___ RECORDED DATA ___

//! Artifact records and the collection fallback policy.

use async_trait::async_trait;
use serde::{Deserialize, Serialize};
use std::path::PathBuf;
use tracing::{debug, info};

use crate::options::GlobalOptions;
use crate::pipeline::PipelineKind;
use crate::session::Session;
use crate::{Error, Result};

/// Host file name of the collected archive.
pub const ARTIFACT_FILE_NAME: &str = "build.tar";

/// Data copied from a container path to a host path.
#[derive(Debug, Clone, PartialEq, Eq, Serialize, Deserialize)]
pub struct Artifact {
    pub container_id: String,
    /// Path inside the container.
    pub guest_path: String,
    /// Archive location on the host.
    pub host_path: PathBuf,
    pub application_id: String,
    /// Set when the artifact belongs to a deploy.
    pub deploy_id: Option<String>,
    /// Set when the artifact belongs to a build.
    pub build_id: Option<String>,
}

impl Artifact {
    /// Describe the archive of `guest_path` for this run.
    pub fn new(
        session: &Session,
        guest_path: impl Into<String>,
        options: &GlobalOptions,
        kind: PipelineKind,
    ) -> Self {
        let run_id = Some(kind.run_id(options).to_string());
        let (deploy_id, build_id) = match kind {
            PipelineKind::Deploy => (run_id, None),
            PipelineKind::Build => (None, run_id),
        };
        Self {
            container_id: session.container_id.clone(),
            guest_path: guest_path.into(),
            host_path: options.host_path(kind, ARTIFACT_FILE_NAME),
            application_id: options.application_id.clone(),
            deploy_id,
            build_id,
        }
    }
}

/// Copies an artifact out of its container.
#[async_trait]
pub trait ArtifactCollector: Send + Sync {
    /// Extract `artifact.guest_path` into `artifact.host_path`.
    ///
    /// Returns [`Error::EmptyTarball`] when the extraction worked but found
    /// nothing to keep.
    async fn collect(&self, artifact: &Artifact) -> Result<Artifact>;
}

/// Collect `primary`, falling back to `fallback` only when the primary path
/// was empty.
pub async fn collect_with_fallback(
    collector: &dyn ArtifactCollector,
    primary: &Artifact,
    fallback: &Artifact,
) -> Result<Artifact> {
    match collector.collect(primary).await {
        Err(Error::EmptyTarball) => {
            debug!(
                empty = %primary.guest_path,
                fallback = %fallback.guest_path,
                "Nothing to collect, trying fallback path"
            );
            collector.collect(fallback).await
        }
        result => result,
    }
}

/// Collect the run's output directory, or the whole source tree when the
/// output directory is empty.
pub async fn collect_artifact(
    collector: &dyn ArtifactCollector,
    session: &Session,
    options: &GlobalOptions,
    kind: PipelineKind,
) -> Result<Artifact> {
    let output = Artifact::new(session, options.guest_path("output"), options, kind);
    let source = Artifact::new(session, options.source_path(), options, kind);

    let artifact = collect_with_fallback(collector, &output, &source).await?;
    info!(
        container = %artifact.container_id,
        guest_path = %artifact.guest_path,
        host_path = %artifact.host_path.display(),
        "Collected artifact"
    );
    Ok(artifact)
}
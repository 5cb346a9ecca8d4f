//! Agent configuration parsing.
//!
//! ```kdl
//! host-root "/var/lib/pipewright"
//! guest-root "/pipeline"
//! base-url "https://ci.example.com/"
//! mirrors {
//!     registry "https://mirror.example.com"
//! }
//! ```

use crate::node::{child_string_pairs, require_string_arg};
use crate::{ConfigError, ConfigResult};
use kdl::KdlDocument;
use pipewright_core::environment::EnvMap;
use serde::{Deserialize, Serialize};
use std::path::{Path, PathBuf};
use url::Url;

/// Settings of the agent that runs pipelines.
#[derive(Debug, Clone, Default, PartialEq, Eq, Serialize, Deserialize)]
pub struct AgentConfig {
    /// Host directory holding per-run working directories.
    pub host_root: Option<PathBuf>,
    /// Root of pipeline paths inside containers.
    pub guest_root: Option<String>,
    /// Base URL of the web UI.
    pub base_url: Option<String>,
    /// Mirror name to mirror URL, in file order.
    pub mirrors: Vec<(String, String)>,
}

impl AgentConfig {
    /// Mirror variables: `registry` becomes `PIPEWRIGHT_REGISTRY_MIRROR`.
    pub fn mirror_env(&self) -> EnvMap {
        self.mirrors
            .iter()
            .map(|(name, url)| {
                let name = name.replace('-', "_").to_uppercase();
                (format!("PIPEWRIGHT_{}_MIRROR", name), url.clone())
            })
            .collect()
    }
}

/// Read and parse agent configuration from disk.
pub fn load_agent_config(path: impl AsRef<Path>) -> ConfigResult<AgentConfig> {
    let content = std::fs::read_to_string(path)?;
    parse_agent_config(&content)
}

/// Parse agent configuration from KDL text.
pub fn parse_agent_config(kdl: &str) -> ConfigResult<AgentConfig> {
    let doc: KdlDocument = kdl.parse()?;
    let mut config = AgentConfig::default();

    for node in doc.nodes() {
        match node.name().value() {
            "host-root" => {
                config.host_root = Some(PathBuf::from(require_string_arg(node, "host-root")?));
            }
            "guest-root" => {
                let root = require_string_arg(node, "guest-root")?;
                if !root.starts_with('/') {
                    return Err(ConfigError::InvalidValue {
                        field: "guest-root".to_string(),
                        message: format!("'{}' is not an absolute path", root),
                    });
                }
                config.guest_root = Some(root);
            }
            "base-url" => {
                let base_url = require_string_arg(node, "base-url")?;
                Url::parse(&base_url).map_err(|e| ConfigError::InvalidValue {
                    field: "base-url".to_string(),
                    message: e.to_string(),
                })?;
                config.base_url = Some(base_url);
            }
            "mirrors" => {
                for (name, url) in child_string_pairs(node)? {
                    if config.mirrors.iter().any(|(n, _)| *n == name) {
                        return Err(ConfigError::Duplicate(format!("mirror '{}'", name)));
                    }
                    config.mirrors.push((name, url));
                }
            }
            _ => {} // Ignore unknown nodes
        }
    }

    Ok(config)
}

___

WHAT YOU SHOULD DO> Retype all the material above precisely, with no line left out.

RESULT OF THE TASK>
//! Artifact records and the collection fallback policy.

use async_trait::async_trait;
use serde::{Deserialize, Serialize};
use std::path::PathBuf;
use tracing::{debug, info};

use crate::options::GlobalOptions;
use crate::pipeline::PipelineKind;
use crate::session::Session;
use crate::{Error, Result};

/// Host file name of the collected archive.
pub const ARTIFACT_FILE_NAME: &str = "build.tar";

/// Data copied from a container path to a host path.
#[derive(Debug, Clone, PartialEq, Eq, Serialize, Deserialize)]
pub struct Artifact {
    pub container_id: String,
    /// Path inside the container.
    pub guest_path: String,
    /// Archive location on the host.
    pub host_path: PathBuf,
    pub application_id: String,
    /// Set when the artifact belongs to a deploy.
    pub deploy_id: Option<String>,
    /// Set when the artifact belongs to a build.
    pub build_id: Option<String>,
}

impl Artifact {
    /// Describe the archive of `guest_path` for this run.
    pub fn new(
        session: &Session,
        guest_path: impl Into<String>,
        options: &GlobalOptions,
        kind: PipelineKind,
    ) -> Self {
        let run_id = Some(kind.run_id(options).to_string());
        let (deploy_id, build_id) = match kind {
            PipelineKind::Deploy => (run_id, None),
            PipelineKind::Build => (None, run_id),
        };
        Self {
            container_id: session.container_id.clone(),
            guest_path: guest_path.into(),
            host_path: options.host_path(kind, ARTIFACT_FILE_NAME),
            application_id: options.application_id.clone(),
            deploy_id,
            build_id,
        }
    }
}

/// Copies an artifact out of its container.
#[async_trait]
pub trait ArtifactCollector: Send + Sync {
    /// Extract `artifact.guest_path` into `artifact.host_path`.
    ///
    /// Returns [`Error::EmptyTarball`] when the extraction worked but found
    /// nothing to keep.
    async fn collect(&self, artifact: &Artifact) -> Result<Artifact>;
}

/// Collect `primary`, falling back to `fallback` only when the primary path
/// was empty.
pub async fn collect_with_fallback(
    collector: &dyn ArtifactCollector,
    primary: &Artifact,
    fallback: &Artifact,
) -> Result<Artifact> {
    match collector.collect(primary).await {
        Err(Error::EmptyTarball) => {
            debug!(
                empty = %primary.guest_path,
                fallback = %fallback.guest_path,
                "Nothing to collect, trying fallback path"
            );
            collector.collect(fallback).await
        }
        result => result,
    }
}

/// Collect the run's output directory, or the whole source tree when the
/// output directory is empty.
pub async fn collect_artifact(
    collector: &dyn ArtifactCollector,
    session: &Session,
    options: &GlobalOptions,
    kind: PipelineKind,
) -> Result<Artifact> {
    let output = Artifact::new(session, options.guest_path("output"), options, kind);
    let source = Artifact::new(session, options.source_path(), options, kind);

    let artifact = collect_with_fallback(collector, &output, &source).await?;
    info!(
        container = %artifact.container_id,
        guest_path = %artifact.guest_path,
        host_path = %artifact.host_path.display(),
        "Collected artifact"
    );
    Ok(artifact)
}
repository 5cb346a9ecca8d4f
//! Agent configuration parsing.
//!
//! ```kdl
//! host-root "/var/lib/pipewright"
//! guest-root "/pipeline"
//! base-url "https://ci.example.com/"
//! mirrors {
//!     registry "https://mirror.example.com"
//! }
//! ```

use crate::node::{child_string_pairs, require_string_arg};
use crate::{ConfigError, ConfigResult};
use kdl::KdlDocument;
use pipewright_core::environment::EnvMap;
use serde::{Deserialize, Serialize};
use std::path::{Path, PathBuf};
use url::Url;

/// Settings of the agent that runs pipelines.
#[derive(Debug, Clone, Default, PartialEq, Eq, Serialize, Deserialize)]
pub struct AgentConfig {
    /// Host directory holding per-run working directories.
    pub host_root: Option<PathBuf>,
    /// Root of pipeline paths inside containers.
    pub guest_root: Option<String>,
    /// Base URL of the web UI.
    pub base_url: Option<String>,
    /// Mirror name to mirror URL, in file order.
    pub mirrors: Vec<(String, String)>,
}

impl AgentConfig {
    /// Mirror variables: `registry` becomes `PIPEWRIGHT_REGISTRY_MIRROR`.
    pub fn mirror_env(&self) -> EnvMap {
        self.mirrors
            .iter()
            .map(|(name, url)| {
                let name = name.replace('-', "_").to_uppercase();
                (format!("PIPEWRIGHT_{}_MIRROR", name), url.clone())
            })
            .collect()
    }
}

/// Read and parse agent configuration from disk.
pub fn load_agent_config(path: impl AsRef<Path>) -> ConfigResult<AgentConfig> {
    let content = std::fs::read_to_string(path)?;
    parse_agent_config(&content)
}

/// Parse agent configuration from KDL text.
pub fn parse_agent_config(kdl: &str) -> ConfigResult<AgentConfig> {
    let doc: KdlDocument = kdl.parse()?;
    let mut config = AgentConfig::default();

    for node in doc.nodes() {
        match node.name().value() {
            "host-root" => {
                config.host_root = Some(PathBuf::from(require_string_arg(node, "host-root")?));
            }
            "guest-root" => {
                let root = require_string_arg(node, "guest-root")?;
                if !root.starts_with('/') {
                    return Err(ConfigError::InvalidValue {
                        field: "guest-root".to_string(),
                        message: format!("'{}' is not an absolute path", root),
                    });
                }
                config.guest_root = Some(root);
            }
            "base-url" => {
                let base_url = require_string_arg(node, "base-url")?;
                Url::parse(&base_url).map_err(|e| ConfigError::InvalidValue {
                    field: "base-url".to_string(),
                    message: e.to_string(),
                })?;
                config.base_url = Some(base_url);
            }
            "mirrors" => {
                for (name, url) in child_string_pairs(node)? {
                    if config.mirrors.iter().any(|(n, _)| *n == name) {
                        return Err(ConfigError::Duplicate(format!("mirror '{}'", name)));
                    }
                    config.mirrors.push((name, url));
                }
            }
            _ => {} // Ignore unknown nodes
        }
    }

    Ok(config)
}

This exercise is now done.